RECORD EXCERPTS ::
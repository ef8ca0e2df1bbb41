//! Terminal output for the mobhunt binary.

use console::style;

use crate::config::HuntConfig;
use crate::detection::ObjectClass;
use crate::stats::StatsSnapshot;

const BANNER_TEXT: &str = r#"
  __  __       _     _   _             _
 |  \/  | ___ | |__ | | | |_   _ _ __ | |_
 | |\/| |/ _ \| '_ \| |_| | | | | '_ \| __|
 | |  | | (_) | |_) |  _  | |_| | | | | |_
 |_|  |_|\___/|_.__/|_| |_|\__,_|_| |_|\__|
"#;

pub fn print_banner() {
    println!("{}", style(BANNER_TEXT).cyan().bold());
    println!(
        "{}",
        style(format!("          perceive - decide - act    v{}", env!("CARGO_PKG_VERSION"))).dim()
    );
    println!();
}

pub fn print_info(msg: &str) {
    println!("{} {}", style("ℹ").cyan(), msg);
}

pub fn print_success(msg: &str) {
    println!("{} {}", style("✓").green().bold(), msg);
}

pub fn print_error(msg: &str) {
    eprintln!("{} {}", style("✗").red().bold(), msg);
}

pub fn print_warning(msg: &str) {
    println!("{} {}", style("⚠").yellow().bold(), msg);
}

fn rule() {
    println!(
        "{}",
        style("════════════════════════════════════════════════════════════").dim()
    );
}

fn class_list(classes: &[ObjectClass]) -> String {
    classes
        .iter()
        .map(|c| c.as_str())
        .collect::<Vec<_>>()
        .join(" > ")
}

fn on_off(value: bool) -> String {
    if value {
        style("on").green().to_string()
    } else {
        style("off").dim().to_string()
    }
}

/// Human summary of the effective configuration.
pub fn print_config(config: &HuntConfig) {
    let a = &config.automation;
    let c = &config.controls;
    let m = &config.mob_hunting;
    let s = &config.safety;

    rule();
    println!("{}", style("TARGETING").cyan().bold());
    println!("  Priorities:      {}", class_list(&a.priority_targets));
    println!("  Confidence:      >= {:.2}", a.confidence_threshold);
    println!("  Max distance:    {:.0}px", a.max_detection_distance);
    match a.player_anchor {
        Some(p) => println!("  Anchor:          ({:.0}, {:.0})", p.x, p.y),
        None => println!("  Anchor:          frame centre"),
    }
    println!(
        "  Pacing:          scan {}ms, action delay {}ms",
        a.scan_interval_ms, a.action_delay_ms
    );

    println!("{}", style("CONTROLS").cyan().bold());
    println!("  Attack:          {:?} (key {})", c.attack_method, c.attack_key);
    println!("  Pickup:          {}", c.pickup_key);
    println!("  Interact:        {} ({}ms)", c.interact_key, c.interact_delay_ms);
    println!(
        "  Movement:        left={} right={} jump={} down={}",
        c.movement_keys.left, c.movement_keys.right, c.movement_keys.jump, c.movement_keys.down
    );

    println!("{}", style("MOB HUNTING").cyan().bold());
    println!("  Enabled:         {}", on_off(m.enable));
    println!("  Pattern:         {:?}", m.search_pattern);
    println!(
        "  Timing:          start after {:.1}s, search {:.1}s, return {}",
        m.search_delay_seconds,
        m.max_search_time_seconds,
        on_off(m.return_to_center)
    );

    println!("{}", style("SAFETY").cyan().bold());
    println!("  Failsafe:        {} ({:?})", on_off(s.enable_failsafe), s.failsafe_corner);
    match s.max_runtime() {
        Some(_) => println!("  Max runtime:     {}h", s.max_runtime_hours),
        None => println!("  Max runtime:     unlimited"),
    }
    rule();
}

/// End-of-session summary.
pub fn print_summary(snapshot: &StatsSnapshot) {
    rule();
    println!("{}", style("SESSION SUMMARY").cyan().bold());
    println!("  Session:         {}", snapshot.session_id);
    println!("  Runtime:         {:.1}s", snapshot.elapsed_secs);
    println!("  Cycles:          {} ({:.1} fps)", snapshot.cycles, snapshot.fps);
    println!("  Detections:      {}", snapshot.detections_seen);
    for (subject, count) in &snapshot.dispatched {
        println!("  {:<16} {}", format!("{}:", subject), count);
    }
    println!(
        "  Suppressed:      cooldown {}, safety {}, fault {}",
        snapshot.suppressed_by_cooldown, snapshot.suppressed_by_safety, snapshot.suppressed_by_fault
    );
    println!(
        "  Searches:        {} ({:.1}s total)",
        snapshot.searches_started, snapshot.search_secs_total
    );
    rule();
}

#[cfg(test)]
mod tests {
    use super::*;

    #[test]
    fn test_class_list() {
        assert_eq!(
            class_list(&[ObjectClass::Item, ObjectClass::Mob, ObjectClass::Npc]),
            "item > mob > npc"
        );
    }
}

==

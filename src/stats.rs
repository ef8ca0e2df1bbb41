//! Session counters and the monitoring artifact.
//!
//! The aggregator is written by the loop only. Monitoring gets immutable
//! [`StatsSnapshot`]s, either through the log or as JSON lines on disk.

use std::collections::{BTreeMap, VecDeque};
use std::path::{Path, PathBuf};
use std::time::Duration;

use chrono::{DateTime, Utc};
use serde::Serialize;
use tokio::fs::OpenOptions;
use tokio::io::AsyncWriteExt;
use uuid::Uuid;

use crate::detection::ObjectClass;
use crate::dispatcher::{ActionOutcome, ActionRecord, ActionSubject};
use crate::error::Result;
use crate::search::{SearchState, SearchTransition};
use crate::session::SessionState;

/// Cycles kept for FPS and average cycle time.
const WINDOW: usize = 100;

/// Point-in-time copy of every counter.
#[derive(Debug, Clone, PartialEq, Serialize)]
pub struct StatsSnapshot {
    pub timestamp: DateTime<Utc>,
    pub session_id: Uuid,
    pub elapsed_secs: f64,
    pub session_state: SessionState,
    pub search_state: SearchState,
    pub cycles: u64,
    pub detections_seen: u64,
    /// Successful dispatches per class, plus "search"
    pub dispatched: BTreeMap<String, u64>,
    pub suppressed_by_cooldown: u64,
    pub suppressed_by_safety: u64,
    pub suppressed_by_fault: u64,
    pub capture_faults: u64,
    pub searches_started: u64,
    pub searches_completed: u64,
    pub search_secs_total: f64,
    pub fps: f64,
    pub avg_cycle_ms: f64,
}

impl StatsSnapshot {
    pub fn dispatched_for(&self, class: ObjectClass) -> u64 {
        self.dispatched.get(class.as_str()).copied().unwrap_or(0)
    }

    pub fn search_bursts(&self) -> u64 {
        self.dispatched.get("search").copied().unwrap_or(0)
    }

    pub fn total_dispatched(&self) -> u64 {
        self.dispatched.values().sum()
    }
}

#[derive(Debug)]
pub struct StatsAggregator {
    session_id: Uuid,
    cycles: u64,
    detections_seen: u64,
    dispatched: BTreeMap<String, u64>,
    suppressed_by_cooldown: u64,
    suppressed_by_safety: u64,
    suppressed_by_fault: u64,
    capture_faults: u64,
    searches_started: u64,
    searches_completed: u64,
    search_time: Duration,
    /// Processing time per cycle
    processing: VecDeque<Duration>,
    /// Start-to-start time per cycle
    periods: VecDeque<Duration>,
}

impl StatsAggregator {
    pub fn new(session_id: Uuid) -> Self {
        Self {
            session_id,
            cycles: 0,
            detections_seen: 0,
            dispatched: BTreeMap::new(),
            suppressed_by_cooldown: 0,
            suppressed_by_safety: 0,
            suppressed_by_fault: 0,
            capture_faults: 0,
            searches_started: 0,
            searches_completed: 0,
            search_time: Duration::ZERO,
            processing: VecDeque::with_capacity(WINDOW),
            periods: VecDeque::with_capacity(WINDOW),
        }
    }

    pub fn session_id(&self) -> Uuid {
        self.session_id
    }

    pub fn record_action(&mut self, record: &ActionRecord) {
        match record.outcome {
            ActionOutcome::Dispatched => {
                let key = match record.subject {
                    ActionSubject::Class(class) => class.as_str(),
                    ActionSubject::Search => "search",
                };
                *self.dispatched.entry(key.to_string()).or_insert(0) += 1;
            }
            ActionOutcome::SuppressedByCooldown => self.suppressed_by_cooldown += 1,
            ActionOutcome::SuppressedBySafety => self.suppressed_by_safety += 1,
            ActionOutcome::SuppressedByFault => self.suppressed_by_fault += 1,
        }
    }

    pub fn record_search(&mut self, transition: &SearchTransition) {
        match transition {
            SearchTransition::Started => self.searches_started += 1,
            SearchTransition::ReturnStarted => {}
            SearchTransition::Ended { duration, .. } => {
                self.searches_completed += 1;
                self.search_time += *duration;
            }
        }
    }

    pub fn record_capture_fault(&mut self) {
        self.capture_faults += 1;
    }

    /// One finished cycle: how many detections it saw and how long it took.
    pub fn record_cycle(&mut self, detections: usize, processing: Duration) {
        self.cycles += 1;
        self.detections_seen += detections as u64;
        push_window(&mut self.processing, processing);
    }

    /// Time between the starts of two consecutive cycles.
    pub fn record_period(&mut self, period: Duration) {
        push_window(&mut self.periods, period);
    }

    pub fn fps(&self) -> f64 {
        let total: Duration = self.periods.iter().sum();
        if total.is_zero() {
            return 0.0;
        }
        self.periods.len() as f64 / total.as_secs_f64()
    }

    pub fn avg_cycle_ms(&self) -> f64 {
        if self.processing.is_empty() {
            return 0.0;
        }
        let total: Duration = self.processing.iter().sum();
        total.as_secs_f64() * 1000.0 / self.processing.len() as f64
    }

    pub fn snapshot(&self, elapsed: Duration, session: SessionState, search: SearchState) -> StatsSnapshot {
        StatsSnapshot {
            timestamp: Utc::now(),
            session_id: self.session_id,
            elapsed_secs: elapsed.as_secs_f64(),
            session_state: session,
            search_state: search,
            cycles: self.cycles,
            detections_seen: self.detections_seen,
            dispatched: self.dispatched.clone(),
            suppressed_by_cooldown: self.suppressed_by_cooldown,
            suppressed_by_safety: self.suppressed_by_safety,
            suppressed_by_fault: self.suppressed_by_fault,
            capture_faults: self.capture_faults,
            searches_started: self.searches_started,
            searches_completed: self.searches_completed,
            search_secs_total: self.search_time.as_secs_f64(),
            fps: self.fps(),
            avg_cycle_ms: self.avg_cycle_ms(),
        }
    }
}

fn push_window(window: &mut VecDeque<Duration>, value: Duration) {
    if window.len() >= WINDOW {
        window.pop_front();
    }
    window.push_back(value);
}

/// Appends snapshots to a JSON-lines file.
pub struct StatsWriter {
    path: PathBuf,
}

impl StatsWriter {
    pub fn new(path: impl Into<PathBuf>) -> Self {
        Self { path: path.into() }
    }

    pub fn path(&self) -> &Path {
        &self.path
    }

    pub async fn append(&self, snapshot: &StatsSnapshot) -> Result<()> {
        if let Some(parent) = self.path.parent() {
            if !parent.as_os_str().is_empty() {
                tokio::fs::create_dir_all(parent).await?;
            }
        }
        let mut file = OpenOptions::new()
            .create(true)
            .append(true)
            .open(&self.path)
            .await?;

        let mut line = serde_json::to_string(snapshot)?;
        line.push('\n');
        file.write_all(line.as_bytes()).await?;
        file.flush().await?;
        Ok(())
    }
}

WHAT IS NEEDED ::
Your answer should be each line of the data that contains the word "await", copied as it stands.

RESPONSE FOR THIS EXERCISE ::
                tokio::fs::create_dir_all(parent).await?;
            .await?;
        file.write_all(line.as_bytes()).await?;
        file.flush().await?;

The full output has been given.